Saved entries
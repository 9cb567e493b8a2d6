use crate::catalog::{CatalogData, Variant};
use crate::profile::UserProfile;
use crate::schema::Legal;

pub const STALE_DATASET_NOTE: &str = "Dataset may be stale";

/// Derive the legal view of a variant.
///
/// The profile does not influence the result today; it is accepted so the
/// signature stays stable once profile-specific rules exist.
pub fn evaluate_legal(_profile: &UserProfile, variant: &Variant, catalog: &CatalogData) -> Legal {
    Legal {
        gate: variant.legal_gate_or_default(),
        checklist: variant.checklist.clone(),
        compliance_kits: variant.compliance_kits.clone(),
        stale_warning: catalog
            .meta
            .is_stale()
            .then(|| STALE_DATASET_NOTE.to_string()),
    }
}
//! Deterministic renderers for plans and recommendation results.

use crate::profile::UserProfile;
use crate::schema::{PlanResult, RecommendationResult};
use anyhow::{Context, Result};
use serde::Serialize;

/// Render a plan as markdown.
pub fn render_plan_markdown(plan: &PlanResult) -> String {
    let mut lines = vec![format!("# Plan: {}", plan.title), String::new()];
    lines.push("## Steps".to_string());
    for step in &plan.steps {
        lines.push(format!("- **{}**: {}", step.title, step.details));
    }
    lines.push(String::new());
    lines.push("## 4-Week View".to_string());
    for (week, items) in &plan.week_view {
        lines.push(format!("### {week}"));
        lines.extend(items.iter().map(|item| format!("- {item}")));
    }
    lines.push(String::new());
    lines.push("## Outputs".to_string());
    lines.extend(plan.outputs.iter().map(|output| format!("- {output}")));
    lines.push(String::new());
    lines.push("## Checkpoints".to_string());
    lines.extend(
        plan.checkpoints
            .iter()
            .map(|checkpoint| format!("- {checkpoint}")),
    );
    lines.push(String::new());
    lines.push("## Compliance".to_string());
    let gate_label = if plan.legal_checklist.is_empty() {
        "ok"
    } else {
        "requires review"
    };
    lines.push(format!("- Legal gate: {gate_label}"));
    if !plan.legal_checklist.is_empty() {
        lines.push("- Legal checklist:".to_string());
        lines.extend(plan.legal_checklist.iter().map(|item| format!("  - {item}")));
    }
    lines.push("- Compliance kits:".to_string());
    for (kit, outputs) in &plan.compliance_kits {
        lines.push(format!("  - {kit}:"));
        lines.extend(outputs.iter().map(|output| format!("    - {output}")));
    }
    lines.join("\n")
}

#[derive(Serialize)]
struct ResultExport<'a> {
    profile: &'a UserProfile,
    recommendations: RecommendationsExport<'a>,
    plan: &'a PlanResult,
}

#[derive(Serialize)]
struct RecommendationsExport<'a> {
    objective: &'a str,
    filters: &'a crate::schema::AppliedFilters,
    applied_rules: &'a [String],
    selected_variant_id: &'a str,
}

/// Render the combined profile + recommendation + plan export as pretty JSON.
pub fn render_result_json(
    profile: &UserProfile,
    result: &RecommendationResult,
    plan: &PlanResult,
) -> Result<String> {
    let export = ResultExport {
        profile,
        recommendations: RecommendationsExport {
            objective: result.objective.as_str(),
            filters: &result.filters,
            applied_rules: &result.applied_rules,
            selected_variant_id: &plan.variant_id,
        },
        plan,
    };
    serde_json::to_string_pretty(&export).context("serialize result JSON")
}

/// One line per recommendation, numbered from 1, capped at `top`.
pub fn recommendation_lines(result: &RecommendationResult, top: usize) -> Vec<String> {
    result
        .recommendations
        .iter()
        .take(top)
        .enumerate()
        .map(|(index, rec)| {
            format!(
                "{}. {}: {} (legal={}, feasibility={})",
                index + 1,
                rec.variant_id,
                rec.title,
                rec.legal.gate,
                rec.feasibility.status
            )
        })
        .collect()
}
==
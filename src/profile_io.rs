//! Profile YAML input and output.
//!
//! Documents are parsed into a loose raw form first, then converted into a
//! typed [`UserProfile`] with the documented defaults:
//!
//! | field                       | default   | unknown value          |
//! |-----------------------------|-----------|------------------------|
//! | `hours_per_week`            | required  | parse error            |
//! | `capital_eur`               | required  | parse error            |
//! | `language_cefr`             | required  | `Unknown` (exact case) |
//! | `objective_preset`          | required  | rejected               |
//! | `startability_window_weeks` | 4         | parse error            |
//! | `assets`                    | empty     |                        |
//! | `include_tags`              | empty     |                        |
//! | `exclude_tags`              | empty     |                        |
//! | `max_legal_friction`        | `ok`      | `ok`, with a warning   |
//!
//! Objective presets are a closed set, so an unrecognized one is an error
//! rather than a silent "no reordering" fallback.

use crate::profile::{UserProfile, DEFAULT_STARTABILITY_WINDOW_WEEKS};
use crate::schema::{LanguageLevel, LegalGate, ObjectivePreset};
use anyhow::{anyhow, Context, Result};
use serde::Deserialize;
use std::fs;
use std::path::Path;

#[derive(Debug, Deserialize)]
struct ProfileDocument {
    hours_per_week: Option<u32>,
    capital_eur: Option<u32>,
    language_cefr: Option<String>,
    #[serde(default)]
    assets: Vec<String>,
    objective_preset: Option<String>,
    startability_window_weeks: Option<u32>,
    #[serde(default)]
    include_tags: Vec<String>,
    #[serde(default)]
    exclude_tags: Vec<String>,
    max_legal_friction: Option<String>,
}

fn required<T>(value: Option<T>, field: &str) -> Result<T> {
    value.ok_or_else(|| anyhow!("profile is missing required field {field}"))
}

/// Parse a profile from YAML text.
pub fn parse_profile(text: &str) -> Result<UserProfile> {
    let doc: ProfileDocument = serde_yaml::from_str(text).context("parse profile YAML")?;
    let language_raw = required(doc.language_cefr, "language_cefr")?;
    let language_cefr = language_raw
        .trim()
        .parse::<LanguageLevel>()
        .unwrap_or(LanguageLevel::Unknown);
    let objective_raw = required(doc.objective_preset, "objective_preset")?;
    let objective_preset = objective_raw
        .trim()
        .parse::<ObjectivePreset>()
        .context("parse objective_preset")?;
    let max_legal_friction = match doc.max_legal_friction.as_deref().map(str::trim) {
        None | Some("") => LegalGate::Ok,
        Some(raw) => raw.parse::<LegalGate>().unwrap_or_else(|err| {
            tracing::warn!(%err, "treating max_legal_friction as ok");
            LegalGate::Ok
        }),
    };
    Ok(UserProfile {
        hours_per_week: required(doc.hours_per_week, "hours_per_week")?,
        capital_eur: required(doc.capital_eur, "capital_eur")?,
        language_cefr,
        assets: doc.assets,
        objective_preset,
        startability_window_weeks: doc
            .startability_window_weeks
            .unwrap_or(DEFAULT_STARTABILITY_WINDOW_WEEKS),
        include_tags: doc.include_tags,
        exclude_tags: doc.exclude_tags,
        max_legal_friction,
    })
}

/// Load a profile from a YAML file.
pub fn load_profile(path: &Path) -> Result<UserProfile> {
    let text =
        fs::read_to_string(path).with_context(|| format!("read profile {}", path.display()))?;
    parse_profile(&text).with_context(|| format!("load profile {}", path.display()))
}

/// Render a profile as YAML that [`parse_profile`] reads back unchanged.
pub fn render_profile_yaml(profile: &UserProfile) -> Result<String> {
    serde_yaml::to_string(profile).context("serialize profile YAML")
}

*Task prompt*
All lines of the records above with the word "assets" in them are to be copied.

*Task solution*
//! | `assets`                    | empty     |                        |
    assets: Vec<String>,
        assets: doc.assets,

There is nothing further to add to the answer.